Assistant Examiner: Ngandjui; Antoine
Attorney, Agent or Firm: Hill & Simpson
Claims
What is claimed is:
1. A crimp contact for connecting an electrical line to a
rectangularly profiled contact member of a plug-in system, the
crimp contact comprising:
a contact piece connected to a transitional region, the
transitional region also connected to a wire crimp, the
transitional region being disposed between the contact piece and
the wire crimp, the wire crimp also connected to an insulating
crimp, the wire crimp being disposed between the transitional
region and the insulating crimp,
the insulating crimp comprising a planar base side disposed between
two opposing legs, the opposing legs each comprising a main section
connected to a free end with a predetermined bending point disposed
therebetween, the planar base side and the main sections and free
ends of the opposing legs having a rectangular profile after the
crimp contact is connected to the electrical line.
2. The crimp contact of claim 1 wherein each predetermined bending
point comprises a lateral impression for facilitating the bending
of each leg between the main section and the free end thereof.
3. The crimp contact of claim 1 wherein the predetermined bending
points each comprise a lateral slit for facilitating the bending of
each leg between the main section and the free end thereof.
4. The crimp contact of claim 1 wherein each predetermined bending
point comprises a centrally located lateral slit for facilitating
the bending of each leg between the main section and the free end
thereof.
5. The crimp contact of claim 1 wherein the free ends of each
opposing leg is narrower than the corresponding main portion
thereof.
6. The crimp contact of claim 1 wherein each opposing leg of the
insulating crimp comprises an aperture for accommodating insulating
material.
7. The crimp contact of claim 1 wherein the base side of the
insulating crimp an aperture for accommodating insulating
material.
8. The crimp contact of claim 1 wherein the two opposing legs each
have a height, the height of one leg being greater than the height
of the other leg.
9. The crimp contact of claim 1 wherein the free ends of the
opposing crimp legs of the insulating crimp overlap after the crimp
is attached to the electrical line.
10. The crimp contact of claim 1 wherein the free ends of the
opposing legs of the insulating crimp abuttingly engage each other
after the crimp is attached to the electrical line.
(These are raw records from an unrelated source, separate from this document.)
//! Extension traits for [`Call`].
//!
//! Provides ergonomic methods for reading the identity injected by the auth
//! interceptor from inside business handlers.

use uuid::Uuid;

use crate::call::Call;
use crate::error::AppError;
use crate::jwt::AuthInfo;

/// Extension trait for extracting authentication from calls.
///
/// ```ignore
/// use pipeline_core::CallAuthExt;
///
/// async fn delete_user(&self, call: Call, req: DeleteUser) -> RpcResult<Deleted> {
///     let auth = call.auth_for(req.id)?; // owner or admin
///     // ...
/// }
/// ```
pub trait CallAuthExt {
    /// Identity injected by the auth interceptor.
    ///
    /// # Errors
    /// Returns `UNAUTHENTICATED` if the call carries no verified identity.
    fn auth(&self) -> Result<AuthInfo, AppError>;

    /// # Errors
    /// - `UNAUTHENTICATED` if not authenticated
    /// - `PERMISSION_DENIED` if not an admin
    fn auth_admin(&self) -> Result<AuthInfo, AppError>;

    /// Access is granted if the caller matches `target_user_id` or is an admin.
    ///
    /// # Errors
    /// - `UNAUTHENTICATED` if not authenticated
    /// - `PERMISSION_DENIED` if access denied
    fn auth_for(&self, target_user_id: Uuid) -> Result<AuthInfo, AppError>;

    /// Identity if present, for handlers that serve both public and
    /// authenticated callers.
    fn try_auth(&self) -> Option<AuthInfo>;
}

impl CallAuthExt for Call {
    fn auth(&self) -> Result<AuthInfo, AppError> {
        self.try_auth()
            .ok_or_else(|| AppError::unauthenticated("Authentication required"))
    }

    fn auth_admin(&self) -> Result<AuthInfo, AppError> {
        let auth = self.auth()?;
        if !auth.is_admin() {
            return Err(AppError::permission_denied("Admin access required"));
        }
        Ok(auth)
    }

    fn auth_for(&self, target_user_id: Uuid) -> Result<AuthInfo, AppError> {
        let auth = self.auth()?;
        if !auth.can_access(target_user_id) {
            tracing::warn!(user_id = %auth.user_id, target = %target_user_id, "Permission denied");
            return Err(AppError::permission_denied(
                "Cannot access another user's resources",
            ));
        }
        Ok(auth)
    }

    fn try_auth(&self) -> Option<AuthInfo> {
        self.extensions().get::<AuthInfo>().cloned()
    }
}
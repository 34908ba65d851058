//! In-process fixed-window counters.

use std::collections::HashMap;
use std::time::Duration;

use async_trait::async_trait;
use parking_lot::Mutex;
use tokio::time::Instant;

use super::{CounterStore, StoreError};

#[derive(Debug, Clone, Copy)]
struct Record {
    count: u64,
    expires_at: Option<Instant>,
}

impl Record {
    fn is_expired(&self, now: Instant) -> bool {
        self.expires_at.is_some_and(|at| at <= now)
    }
}

/// Counters held in a mutex-guarded map. Expired records are reset lazily on
/// their next use, or dropped in bulk by [`MemoryStore::purge_expired`].
#[derive(Debug, Default)]
pub struct MemoryStore {
    records: Mutex<HashMap<String, Record>>,
}

impl MemoryStore {
    #[must_use]
    pub fn new() -> Self {
        Self::default()
    }

    /// Drop every expired record, returning how many were removed.
    pub fn purge_expired(&self) -> usize {
        let now = Instant::now();
        let mut records = self.records.lock();
        let before = records.len();
        records.retain(|_, record| !record.is_expired(now));
        before - records.len()
    }

    /// Number of tracked keys, expired or not.
    #[must_use]
    pub fn len(&self) -> usize {
        self.records.lock().len()
    }

    #[must_use]
    pub fn is_empty(&self) -> bool {
        self.records.lock().is_empty()
    }
}

#[async_trait]
impl CounterStore for MemoryStore {
    async fn increment(&self, key: &str) -> Result<u64, StoreError> {
        let now = Instant::now();
        let mut records = self.records.lock();
        let record = records.entry(key.to_owned()).or_insert(Record {
            count: 0,
            expires_at: None,
        });
        if record.is_expired(now) {
            *record = Record {
                count: 0,
                expires_at: None,
            };
        }
        record.count = record.count.saturating_add(1);
        Ok(record.count)
    }

    async fn expire(&self, key: &str, ttl: Duration) -> Result<(), StoreError> {
        if let Some(record) = self.records.lock().get_mut(key) {
            record.expires_at = Some(Instant::now() + ttl);
        }
        Ok(())
    }

    async fn has_expiry(&self, key: &str) -> Result<bool, StoreError> {
        let now = Instant::now();
        Ok(self
            .records
            .lock()
            .get(key)
            .is_some_and(|record| record.expires_at.is_some() && !record.is_expired(now)))
    }
}
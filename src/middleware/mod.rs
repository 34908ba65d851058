//! HTTP-side middleware for the JSON binding.
//!
//! Layers run outermost-first on the request:
//! 1. `RequestIdLayer` - stamp the request id before anything logs
//! 2. `TraceLayer` - request span
//! 3. `TimeoutLayer` - bound the whole call
//! 4. `CorsLayer`
//!
//! Authentication is not an HTTP layer here; it runs inside the call
//! pipeline as `AuthInterceptor`.

pub mod client_ip;
pub mod request_id;

pub use client_ip::ClientIp;
pub use request_id::{RequestId, RequestIdLayer};
//! Safety net for services exposed without an interceptor chain.

use std::sync::Arc;

use futures::future::BoxFuture;
use pipeline_core::{Call, RpcResult};

use super::handler::{Handler, MethodTable};
use super::router::{Router, WrappedHandler};

struct Guarded {
    handler: Arc<dyn Handler>,
}

impl WrappedHandler for Guarded {
    fn invoke(&self, call: Call) -> BoxFuture<'static, RpcResult> {
        let handler = Arc::clone(&self.handler);
        // Deferred so a panic while building the handler future is still
        // caught by the router's guard.
        Box::pin(async move { handler.call(call).await })
    }
}

/// Wrap every method of `table` individually with the router's panic guard
/// and error translation, without any interceptors.
#[must_use]
pub fn wrap_service(table: MethodTable) -> Router {
    Router::from_routes(table.into_handlers().map(|(name, handler)| {
        let wrapped: Arc<dyn WrappedHandler> = Arc::new(Guarded { handler });
        (name, wrapped)
    }))
}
11. A crimp contact for connecting an electrical line to a
rectangularly profiled contact member of a plug-in system, the
crimp contact comprising:
a contact piece connected to a transitional region, the
transitional region also connected to a wire crimp, the
transitional region being disposed between the contact piece and
the wire crimp, the wire crimp also connected to an insulating
crimp, the wire crimp being disposed between the transitional
region and the insulating crimp,
the insulating crimp comprises a planar base section disposed
between two opposing legs, each opposing leg comprising a
predetermined bending point disposed between a main section and a
free end, the planar base section, the main sections of the two
opposing legs and the free ends of the two opposing legs having a
substantially rectangular profile as they surround the electrical
line.
12. The crimp contact of claim 11 wherein each predetermined
bending point comprises a lateral impression for facilitating the
bending of each leg between the main section and the free end
thereof.
13. The crimp contact of claim 11 wherein the predetermined bending
points each comprise a lateral slit for facilitating the bending of
each leg between the main section and the free end thereof.
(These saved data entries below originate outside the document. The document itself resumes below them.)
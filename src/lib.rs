//! Unary RPC interceptor pipeline.
//!
//! A call flows through an ordered [`Chain`] of interceptors into the
//! handler registered for its method; the outcome is either a response
//! message or a [`WireError`](pipeline_core::WireError) whose status is taken
//! from a fixed taxonomy.
//!
//! ```text
//! Call → Error → Logging → RateLimit → Auth → handler
//! ```

pub mod config;
pub mod interceptors;
pub mod middleware;
pub mod pipeline;
pub mod routes;
pub mod services;
pub mod startup;
pub mod store;

pub use pipeline::{Chain, Completion, Interceptor, MethodTable, Next, Router, RpcService, wrap_service};
pub use pipeline_core::{AppError, Call, CallContext, RpcError, RpcResult, StatusCode, WireError};
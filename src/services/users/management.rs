//! User management: CRUD over the in-memory directory.

use chrono::Utc;
use pipeline_core::{AppError, OptionStatusExt, UserRole};
use tracing::info;
use uuid::Uuid;

use super::{CreateUserRequest, UpdateUserRequest, User, UsersService};

/// Maximum email length.
const MAX_EMAIL_LENGTH: usize = 255;
/// Maximum name length.
const MAX_NAME_LENGTH: usize = 255;

/// Normalizes email to lowercase and trimmed.
fn canonical_email(email: &str) -> String {
    email.trim().to_lowercase()
}

fn validate_email(email: &str) -> Result<(), AppError> {
    let well_formed = email
        .split_once('@')
        .is_some_and(|(local, domain)| !local.is_empty() && domain.contains('.'));
    if !well_formed || email.len() > MAX_EMAIL_LENGTH {
        return Err(AppError::invalid_argument("Invalid email address"));
    }
    Ok(())
}

fn validate_name(name: &str) -> Result<(), AppError> {
    if name.is_empty() || name.chars().count() > MAX_NAME_LENGTH {
        return Err(AppError::invalid_argument(format!(
            "Name must be 1-{MAX_NAME_LENGTH} characters"
        )));
    }
    Ok(())
}

impl UsersService {
    /// Creates a new user.
    pub(super) fn create_user(&self, req: CreateUserRequest) -> Result<User, AppError> {
        let email = canonical_email(&req.email);
        let name = req.name.trim().to_owned();
        validate_email(&email)?;
        validate_name(&name)?;

        let mut users = self.users.write();
        if users.values().any(|u| u.email == email) {
            return Err(AppError::conflict("User", "email", &email));
        }

        let user = User {
            id: Uuid::new_v4(),
            name,
            email,
            role: req.role.unwrap_or(UserRole::User),
            created_at: Utc::now(),
        };
        users.insert(user.id, user.clone());
        info!(user_id = %user.id, role = %user.role, "User created");
        Ok(user)
    }

    pub(super) fn get_user(&self, id: Uuid) -> Result<User, AppError> {
        self.users.read().get(&id).cloned().ok_or_not_found("User", id)
    }

    /// Users with the given ids (all users when `ids` is empty), oldest first.
    pub(super) fn list_users(&self, ids: &[Uuid]) -> Vec<User> {
        let users = self.users.read();
        let mut listed: Vec<User> = if ids.is_empty() {
            users.values().cloned().collect()
        } else {
            ids.iter().filter_map(|id| users.get(id).cloned()).collect()
        };
        listed.sort_by(|a, b| a.created_at.cmp(&b.created_at).then(a.id.cmp(&b.id)));
        listed
    }

    pub(super) fn update_user(&self, req: UpdateUserRequest) -> Result<User, AppError> {
        let name = req.name.map(|n| n.trim().to_owned());
        let email = req.email.as_deref().map(canonical_email);
        if let Some(name) = &name {
            validate_name(name)?;
        }
        if let Some(email) = &email {
            validate_email(email)?;
        }

        let mut users = self.users.write();
        if let Some(email) = &email
            && users.values().any(|u| u.id != req.id && &u.email == email)
        {
            return Err(AppError::conflict("User", "email", email));
        }

        let user = users.get_mut(&req.id).ok_or_not_found("User", req.id)?;
        if let Some(name) = name {
            user.name = name;
        }
        if let Some(email) = email {
            user.email = email;
        }
        info!(user_id = %user.id, "User updated");
        Ok(user.clone())
    }

    pub(super) fn delete_user(&self, id: Uuid) -> Result<User, AppError> {
        let removed = self.users.write().remove(&id).ok_or_not_found("User", id)?;
        info!(user_id = %id, "User deleted");
        Ok(removed)
    }
}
14. The crimp contact of claim 11 wherein each predetermined
bending point comprises a centrally located lateral slit for
facilitating the bending of each leg between the main section and
the free end thereof.
15. The crimp contact of claim 11 wherein the free ends of each
opposing leg is narrower than the corresponding main portion
thereof.
16. The crimp contact of claim 11 wherein each opposing leg of the
insulating crimp comprises an aperture for accommodating insulating
material.
17. The crimp contact of claim 11 wherein the base side of the
insulating crimp an aperture for accommodating insulating
material.
18. The crimp contact of claim 11 wherein the two opposing legs
each have a height, the height of one leg being greater than the
height of the other leg.
19. The crimp contact of claim 11 wherein the free ends of the
opposing crimp legs of the insulating crimp overlap after the crimp
is attached to the electrical line.
Description
FIELD OF THE INVENTION
The invention relates generally to a crimp contact for plug-in
systems with angular contact chambers which can be attached to
stripped ends of electrical lines and which has a contact piece, a
transitional region, a wire crimp and an insulating crimp.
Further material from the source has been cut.